The Full Court emphasised that the Full Court's decision was decided on the uncontested finding that the fees were paid entirely for negotiating employment contracts. This comment of course leaves open the issue of deductibility of fees paid for something other than negotiating employment contracts.

GENUINE REDUNDANCY PAYMENTS
DRAFT TAXATION RULING TR 2008/D6

The ATO has released a new 63 page Draft Ruling which outlines the requirements to be satisfied before a payment qualifies as a "genuine redundancy payment" under s 83-175 of the 1997 Act (or former s 27H of the ITAA 1936). It explains that a genuine redundancy payment must be made in consequence of a particular type of termination from employment (dismissal) that is attributable to a particular reason (redundancy).

It explains that a close examination and evaluation of the particular circumstances of each employment relationship and how this impacts on the dealings between the parties will influence whether, and to what extent, a payment made on termination is a genuine redundancy payment. It outlines 4 necessary components to qualify as a genuine redundancy requirement. In particular:

a) The payment must be in consequence of a termination
b) The employee must be dismissed from employment
c) The dismissal must be caused by 'redundancy'
d) The redundancy must be genuine

The payment must be in consequence of a termination
Any payment being tested against the basic genuine redundancy requirement must be made "in consequence of" the employee's termination before it can be a genuine redundancy payment.
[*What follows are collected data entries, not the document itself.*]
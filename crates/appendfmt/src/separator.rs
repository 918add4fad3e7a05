use af_domain::AppendFlags;

/// Separator-suppression policy.
///
/// The separator goes in only when one was given, the buffer already has
/// content (or `SEP_IF_BUFFER_EMPTY`), and the rendered text is non-empty
/// (or `SEP_IF_FORMAT_EMPTY`). `buffer_len` is measured before any trim.
pub fn effective_separator<'a>(
    sep: Option<&'a str>,
    flags: AppendFlags,
    buffer_len: usize,
    rendered_len: usize,
) -> &'a str {
    match sep {
        Some(sep)
            if (buffer_len > 0 || flags.contains(AppendFlags::SEP_IF_BUFFER_EMPTY))
                && (rendered_len > 0 || flags.contains(AppendFlags::SEP_IF_FORMAT_EMPTY)) =>
        {
            sep
        }
        _ => "",
    }
}

#[cfg(test)]
mod tests {
    use super::*;

    const SEP: Option<&str> = Some("; ");

    #[test]
    fn absent_separator_is_never_written() {
        assert_eq!(effective_separator(None, AppendFlags::SEP_ALWAYS, 3, 3), "");
    }

    #[test]
    fn both_non_empty_includes() {
        assert_eq!(effective_separator(SEP, AppendFlags::NONE, 3, 3), "; ");
    }

    #[test]
    fn empty_buffer_suppresses_unless_flagged() {
        assert_eq!(effective_separator(SEP, AppendFlags::NONE, 0, 3), "");
        assert_eq!(
            effective_separator(SEP, AppendFlags::SEP_IF_BUFFER_EMPTY, 0, 3),
            "; "
        );
        assert_eq!(
            effective_separator(SEP, AppendFlags::SEP_IF_FORMAT_EMPTY, 0, 3),
            ""
        );
    }

    #[test]
    fn empty_format_suppresses_unless_flagged() {
        assert_eq!(effective_separator(SEP, AppendFlags::NONE, 3, 0), "");
        assert_eq!(
            effective_separator(SEP, AppendFlags::SEP_IF_FORMAT_EMPTY, 3, 0),
            "; "
        );
        assert_eq!(
            effective_separator(SEP, AppendFlags::SEP_IF_BUFFER_EMPTY, 3, 0),
            ""
        );
    }

    #[test]
    fn both_empty_needs_both_flags() {
        assert_eq!(effective_separator(SEP, AppendFlags::SEP_IF_BUFFER_EMPTY, 0, 0), "");
        assert_eq!(effective_separator(SEP, AppendFlags::SEP_IF_FORMAT_EMPTY, 0, 0), "");
        assert_eq!(effective_separator(SEP, AppendFlags::SEP_ALWAYS, 0, 0), "; ");
    }

    #[test]
    fn trim_flags_do_not_affect_inclusion() {
        assert_eq!(effective_separator(SEP, AppendFlags::TRIM_CRLF_BOTH, 0, 3), "");
        assert_eq!(effective_separator(SEP, AppendFlags::TRIM_CRLF_BOTH, 3, 3), "; ");
    }
}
It refers back to TR 2003/13 which sets out the Commissioner's views on when a payment is made "in consequence of" termination of employment.

The employee must be dismissed from employment
All employment with the employer must be severed in terms of there being no suitable job available for the employee with the employer, meaning that he or she must therefore be dismissed.

The dismissal must be caused by 'redundancy'
The dismissal must be caused by redundancy of the employee's position, and not for some other reason, and that redundancy must be the prevailing or most influential reason for the dismissal if there is more than one contributing cause. An employee's position is redundant when an employer determines that it is superfluous to the employer's needs and the employer does not want the position to be occupied by anyone.

The redundancy must be genuine
The fact that a payment on termination is caused by redundancy or that the employer treats the payment as a redundancy does not establish genuine redundancy. The following additional conditions must also be satisfied:

a) the dismissed employee is not older than specified age limits (ie less than 65 at the time of dismissal);
b) the termination is not at the end of a fixed period of employment;
c) the actual amount paid is not greater than the amount that could reasonably be expected had the parties been dealing at arm's length;
d) there is no arrangement entered into between the employer and the employee or the employer and another entity to employ the dismissed employee after the termination; and
e) the payment is not in lieu of superannuation benefits.

Treatment of redundancy payments
The Draft also deals with the treatment of genuine redundancy payments, including the division of termination payments on redundancy into relevant elements for tax purposes - and particularly the ascertainment of the genuine redundancy component that is tax-free under s 83-170. It also states that any amount of a genuine redundancy payment in excess of the tax-free amount worked out under s 83-170 will be taxable as an ETP, and that this is so even where the amount is received more than 12 months after the termination.

Other matters
The Draft also deals with the treatment of multiple payments received for one dismissal due to redundancy and the situation where redundancy payments are received by "dual capacity employees" (ie a person who, in addition to being engaged as an employee of an employing entity, is also a directing mind of or holds an office with that entity).